The Pentium currently outperforms the P6 when running 16-bit programs under Windows 3.1 due to a combination of factors. They include the design of the P6 and the hangover of legacy DOS and Windows code.

As described in "Intel's P6" (April BYTE), instructions passed to the P6 are converted into equivalent microoperations that are loaded into a 40-element circular buffer. Instructions in the buffer pass to the execution unit, which processes between three and five instructions simultaneously, if the data for the specific instruction is available.

If instruction B references a particular register, and instruction A, which precedes B in program flow, also writes t o that register, B must wait for A to complete. Therefore, the fewer the dependencies, the faster the instructions can be delivered to the execution units.

To conserve on the P6's transistor count, Intel decided to shadow (i.e., allow multiple independent instances) the "true" registers as full 32-bit entities only. The result is that any instruction that alters any part of a register will hold up a following instruction that uses any part of the same register, even if the instructions are logically independent. An ADD AL,6 holds up a MOV BX,AX .
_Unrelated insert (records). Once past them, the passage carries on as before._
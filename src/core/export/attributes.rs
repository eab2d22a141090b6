//! Attribute selection and discovery
//!
//! When the caller asks for every attribute, the exporter samples a small
//! page of users and unions the attribute names it observes with a fixed
//! default list. Later pages may carry attributes absent from the sample;
//! that is a known limitation of sampling, not an error.

use crate::adapters::directory::UserDirectory;
use crate::core::retry::RetryPolicy;
use crate::domain::Result;
use std::collections::BTreeSet;

/// Attributes commonly present in a user pool.
///
/// Seeds discovery and serves as the fallback when sampling yields no users,
/// so the output header is never empty.
pub const DEFAULT_ATTRIBUTES: &[&str] = &[
    "sub",
    "Username",
    "email",
    "email_verified",
    "phone_number",
    "phone_number_verified",
    "name",
    "given_name",
    "family_name",
    "middle_name",
    "nickname",
    "preferred_username",
    "profile",
    "picture",
    "website",
    "gender",
    "birthdate",
    "zoneinfo",
    "locale",
    "address",
    "updated_at",
    "Enabled",
    "UserStatus",
    "UserCreateDate",
    "UserLastModifiedDate",
];

/// Number of records sampled when discovering attributes.
pub const DISCOVERY_SAMPLE_SIZE: i32 = 5;

/// How the caller selects the attribute set to export.
#[derive(Debug, Clone, PartialEq, Eq)]
pub enum AttributeSelection {
    /// Export exactly these attributes, in the given order
    Explicit(Vec<String>),

    /// Sample the pool and export every attribute observed
    DiscoverAll,
}

/// The fallback attribute list, sorted for a stable header order.
pub fn default_attributes() -> Vec<String> {
    let mut attributes: Vec<String> = DEFAULT_ATTRIBUTES.iter().map(|s| s.to_string()).collect();
    attributes.sort_unstable();
    attributes
}

/// Discovers the attribute set by sampling one page of users.
///
/// Best-effort: a failed or empty sample falls back to
/// [`DEFAULT_ATTRIBUTES`]. The result is sorted and never empty.
pub async fn discover_attributes(
    directory: &dyn UserDirectory,
    policy: &RetryPolicy,
) -> Result<Vec<String>> {
    let page = match policy
        .run(|| directory.list_users(None, DISCOVERY_SAMPLE_SIZE))
        .await
    {
        Ok(page) => page,
        Err(err) => {
            tracing::warn!(
                error = %err,
                "Attribute discovery failed, falling back to the default attribute list"
            );
            return Ok(default_attributes());
        }
    };

    if page.users.is_empty() {
        tracing::info!("No users found while sampling, using the default attribute list");
        return Ok(default_attributes());
    }

    let mut names: BTreeSet<String> = DEFAULT_ATTRIBUTES.iter().map(|s| s.to_string()).collect();
    for user in &page.users {
        for name in user.attribute_names() {
            names.insert(name.to_string());
        }
    }

    let attributes: Vec<String> = names.into_iter().collect();
    tracing::info!(
        count = attributes.len(),
        sampled = page.users.len(),
        "Discovered attribute set"
    );
    Ok(attributes)
}

#[cfg(test)]
mod tests {
    use super::*;
    use crate::domain::{DirectoryError, PoolInfo, UserPage, UserRecord};
    use async_trait::async_trait;
    use std::time::Duration;

    struct StubDirectory {
        page: Option<UserPage>,
    }

    #[async_trait]
    impl UserDirectory for StubDirectory {
        async fn list_users(
            &self,
            _pagination_token: Option<String>,
            _page_size: i32,
        ) -> std::result::Result<UserPage, DirectoryError> {
            match &self.page {
                Some(page) => Ok(page.clone()),
                None => Err(DirectoryError::AccessDenied("stubbed failure".to_string())),
            }
        }

        async fn describe_pool(&self) -> std::result::Result<PoolInfo, DirectoryError> {
            Ok(PoolInfo {
                id: "us-east-1_Stub".to_string(),
                name: None,
                estimated_users: None,
            })
        }
    }

    fn fast_policy() -> RetryPolicy {
        RetryPolicy {
            max_retries: 1,
            base_delay: Duration::from_millis(1),
            max_delay: Duration::from_millis(2),
            jitter: 0.0,
        }
    }

    #[test]
    fn test_default_attributes_are_sorted_and_non_empty() {
        let attributes = default_attributes();
        assert!(!attributes.is_empty());
        let mut sorted = attributes.clone();
        sorted.sort_unstable();
        assert_eq!(attributes, sorted);
        assert!(attributes.contains(&"sub".to_string()));
    }

    #[tokio::test]
    async fn test_empty_sample_falls_back_to_defaults() {
        let directory = StubDirectory {
            page: Some(UserPage::default()),
        };
        let attributes = discover_attributes(&directory, &fast_policy())
            .await
            .unwrap();
        assert_eq!(attributes, default_attributes());
    }

    #[tokio::test]
    async fn test_sampling_error_falls_back_to_defaults() {
        let directory = StubDirectory { page: None };
        let attributes = discover_attributes(&directory, &fast_policy())
            .await
            .unwrap();
        assert_eq!(attributes, default_attributes());
    }

    #[tokio::test]
    async fn test_discovery_unions_sampled_attributes() {
        let user = UserRecord::new()
            .with_attribute("sub", "abc")
            .with_attribute("custom:tenant_id", "tenant-7");
        let directory = StubDirectory {
            page: Some(UserPage {
                users: vec![user],
                next_token: None,
            }),
        };

        let attributes = discover_attributes(&directory, &fast_policy())
            .await
            .unwrap();

        assert!(attributes.contains(&"custom:tenant_id".to_string()));
        assert!(attributes.contains(&"sub".to_string()));
        assert!(attributes.contains(&"email".to_string()));
        let mut sorted = attributes.clone();
        sorted.sort_unstable();
        assert_eq!(attributes, sorted);
    }
}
If this were a completely 32-bit world (as Intel's engineers had hoped it would be by now), any instruction referencing a register would be held up by, at most, one preceding instruction, and the P6 would "fire on all cylinders." Similarly, if all programs manipulated the CPU registers only 16 bits at a time, the P6 would perform well. Unfortunately, a great deal of code, especially in the DOS and Windows world, manipulates registers as 8-bit entities here, 16-bit entities there, and sometimes 32-bit entities. This "mixing" of data sizes bogs the P6 down, because it has to spend so much time "piecing" the 32-bit registers together from 8- and 16-bit subunits.
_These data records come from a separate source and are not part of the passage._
//! Structured logging setup using tracing
//!
//! Console output is always enabled; a JSON file layer with daily rotation
//! can be switched on through [`LoggingConfig`] so long exports leave an
//! auditable trail.

use crate::config::LoggingConfig;
use crate::domain::Result;
use tracing::Level;
use tracing_appender::non_blocking::WorkerGuard;
use tracing_appender::rolling::{RollingFileAppender, Rotation};
use tracing_subscriber::layer::SubscriberExt;
use tracing_subscriber::util::SubscriberInitExt;
use tracing_subscriber::{EnvFilter, Layer};

/// Guard that must be kept alive for the duration of the program
/// to ensure logs are flushed properly
pub struct LoggingGuard {
    _file_guard: Option<WorkerGuard>,
}

impl LoggingGuard {
    fn new(file_guard: Option<WorkerGuard>) -> Self {
        Self {
            _file_guard: file_guard,
        }
    }
}

/// Initialize the logging system based on configuration
///
/// Returns a [`LoggingGuard`] that must be kept alive for the duration of
/// the program.
///
/// # Example
///
/// ```no_run
/// use drain::config::LoggingConfig;
/// use drain::logging::init_logging;
///
/// let config = LoggingConfig::default();
/// let _guard = init_logging("info", &config).expect("Failed to initialize logging");
/// ```
pub fn init_logging(log_level_str: &str, config: &LoggingConfig) -> Result<LoggingGuard> {
    let log_level = parse_log_level(log_level_str)?;

    let env_filter = EnvFilter::try_from_default_env()
        .unwrap_or_else(|_| EnvFilter::new(format!("drain={}", log_level)));

    let mut layers = Vec::new();

    // Console layer (always enabled)
    let console_layer = tracing_subscriber::fmt::layer()
        .with_target(false)
        .with_filter(env_filter.clone());
    layers.push(console_layer.boxed());

    // File logging layer (if enabled)
    let file_guard = if config.file_enabled {
        std::fs::create_dir_all(&config.directory).map_err(|e| {
            crate::domain::DrainError::Configuration(format!(
                "Failed to create log directory {}: {}",
                config.directory, e
            ))
        })?;

        let file_appender =
            RollingFileAppender::new(Rotation::DAILY, &config.directory, "drain.log");
        let (non_blocking, guard) = tracing_appender::non_blocking(file_appender);

        let file_layer = tracing_subscriber::fmt::layer()
            .json()
            .with_target(true)
            .with_writer(non_blocking)
            .with_filter(env_filter);

        layers.push(file_layer.boxed());
        Some(guard)
    } else {
        None
    };

    tracing_subscriber::registry().with(layers).init();

    tracing::debug!(
        file_enabled = config.file_enabled,
        directory = %config.directory,
        "Logging initialized"
    );

    Ok(LoggingGuard::new(file_guard))
}

/// Parse log level from string
fn parse_log_level(level_str: &str) -> Result<Level> {
    match level_str.to_lowercase().as_str() {
        "trace" => Ok(Level::TRACE),
        "debug" => Ok(Level::DEBUG),
        "info" => Ok(Level::INFO),
        "warn" => Ok(Level::WARN),
        "error" => Ok(Level::ERROR),
        _ => Err(crate::domain::DrainError::Configuration(format!(
            "Invalid log level: {}. Must be one of: trace, debug, info, warn, error",
            level_str
        ))),
    }
}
Another source of friction for the P6 arises from the ever-dreaded segment registers often manipulated in 16-bit DOS and Windows programs. Again, to skirt what would have been a tremendous multiplication of complexity, the P6 engineers elected not to virtualize the segment registers. So, whereas general CPU registers can be shadowed, only one global instance exists for each segment register. The result is that the arrival of a segment register load instruction "serializes" the CPU: No other instructions can proceed until the load completes.
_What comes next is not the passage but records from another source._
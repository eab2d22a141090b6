//! CSV deduplication
//!
//! Key-tuple based duplicate removal for exported CSV files.

pub mod engine;

pub use engine::{deduplicate, DedupOptions, DedupReport, KeepMode};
Furthermore, any instructions that had already been started but appear in the program flow after the segment register load instruction must be dumped and restarted. The "tear it up and start from scratch" tactic is necessary because th e source for all instructions and data following the segment load is in question.

Ironically, none of this would be of any significance if the designers of the P6 hadn't made a few excusable miscalculations. In one of the larger mispredicted branches we've ever seen, the P6 engineers in 1990 estimated that most code today would be 32 bits, and that the standard for chip technology, including the Pentium, would be at 0.6 micron running at around 100 MHz. However, hardware again outpaced software. Today's typical PC runs a mixture of 16-bit code on 32-bit OSes. Meanwhile, the latest Pentium is produced on a 0.35-micron process and soon will run at 150 MHz.

The first P6 will not be manufactured on a 0.35-micron process, however. Instead, Intel says it will make the first P6 chips on a more conservative 0.6-micron process. Once it has worked the bugs out at 0.6 microns, Intel says it will move to a more aggressive 0.35-micron process. The company estimates there will be an eight-month period when a similarly clocked Pentium will outpace the P6 in the special circumstances we've described. But once Intel moves to 0.35-micron manufacturing, the P6 will race ahead.